To access these gridded physical quantities, first access the model output file with:
from hyperion.model import ModelOutput
m = ModelOutput('output_file.rtout')
then make use of the get_quantities method to extract a grid object:
grid = m.get_quantities()
By default, this will extract the physical quantities from the last iteration, but it is also possible to extract quantities from previous iterations, e.g.:
grid = m.get_quantities(iteration=1)
The value of iteration should be zero-based, so 1 indicates the second iteration.
The grid variable now contains both the geometrical information about the grid, and the quantities output in the iteration specified. How this information is accessed depends on the grid type, as described below.
For regular 3-d grids, the position of the center of the cells can be accessed with the x, y, and z attributes for cartesian grids, the w, z, and p attributes for cylindrical polar grids, and the r, t, and p attributes for spherical polar grids. These are 1-d arrays, but it is also possible to retrieve 3-d versions of these arrays by adding g in front, e.g. gx, gy, and gz. It is also possible to retrieve the original wall positions by adding the _wall suffix to the 1-d array names, e.g. x_wall, y_wall, and z_wall.
The physical quantities are stored in a dictionary called quantities, where each element in the dictionary is a quantity, and each quantity is stored as a list with as many elements as dust types. Each element is a 3-d Numpy array. Therefore, you can access for example the specific_energy values for the first dust type with:
values = g.quantities['specific_energy'][0]
However, it is also possible to access this with a more convenient notation:
values = g['specific_energy'][0].array
Although the temperature values are not ever directly present in the output file, if the specific energy values are present, get_quantities will automatically calculate and make available the temperature quantity which can be accessed as above with:
values = g['temperature'][0].array
In Visualizing physical quantities for regular 3-d grids, we show how to visualize this information.
When extracting an AMR grid using get_quantities(), an AMRGrid object is returned. This object contains an attribute named levels that is a list of Level objects. Each Level object contains a grids attribute that is a list of Grid objects, which in turn have attributes xmin, xmax, ymin, ymax, zmin, zmax, nx, ny, and nz which give the boundaries and number of cells in each direction in the grid (this format is described in more detail in AMR Grids).

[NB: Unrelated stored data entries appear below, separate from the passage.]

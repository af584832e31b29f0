//! README rendering handler.

use crate::errors::ServiceError;
use crate::routes::AppState;
use axum::{
    extract::{Query, State},
    response::Html,
};
use serde::Deserialize;
use std::sync::Arc;
use tracing::instrument;

/// Query parameters for GET /v1/readme
#[derive(Debug, Deserialize)]
pub struct ReadmeQuery {
    /// Repository URL, e.g. `https://github.com/owner/repo`.
    pub repo: String,
}

/// Handler for GET /v1/readme?repo=<url>
///
/// Fetches the README rendered by GitHub and highlights its code blocks.
///
/// # Errors
///
/// - `ServiceError::NotFound` if the URL is not a GitHub repository or the
///   README cannot be retrieved
/// - `ServiceError::Internal` if the highlighting task fails
#[instrument(skip_all, name = "portfolio.handlers.readme")]
pub async fn get_readme(
    State(state): State<Arc<AppState>>,
    Query(query): Query<ReadmeQuery>,
) -> Result<Html<String>, ServiceError> {
    let html = state
        .github
        .fetch_readme_html(&query.repo)
        .await
        .ok_or_else(|| ServiceError::NotFound("README".to_string()))?;

    let highlighter = Arc::clone(&state.highlighter);
    let highlighted = tokio::task::spawn_blocking(move || highlighter.highlight(&html))
        .await
        .map_err(|e| {
            tracing::error!(target: "portfolio.handlers.readme", error = %e, "Highlight task failed");
            ServiceError::Internal
        })?;

    Ok(Html(highlighted))
}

Since this is not easy to visualize, Hyperion includes an interface to the yt package for AMR grids. If you extracted the quantities with:
amr = m.get_quantities()
you can call the following method to output a StreamStaticOutput yt object that can be directly used for plotting in yt:
pf = amr.to_yt()
where pf is a yt StaticOutput object. See Visualizing physical quantities from adaptive grids with yt for more details and a plotting tutorial.
When extracting an Octree grid using get_quantities(), an OctreeGrid object is returned. The format of this object is described in detail in Octree Grids.
As for AMR grids, Hyperion includes an interface to the yt package for Octree grids. If you extracted the quantities with:
oct = m.get_quantities()
you can call the following method to output a StreamStaticOutput yt object that can be directly used for plotting in yt:
pf = oct.to_yt()
where pf is a yt StaticOutput object. See Visualizing physical quantities from adaptive grids with yt for more details and a plotting tutorial.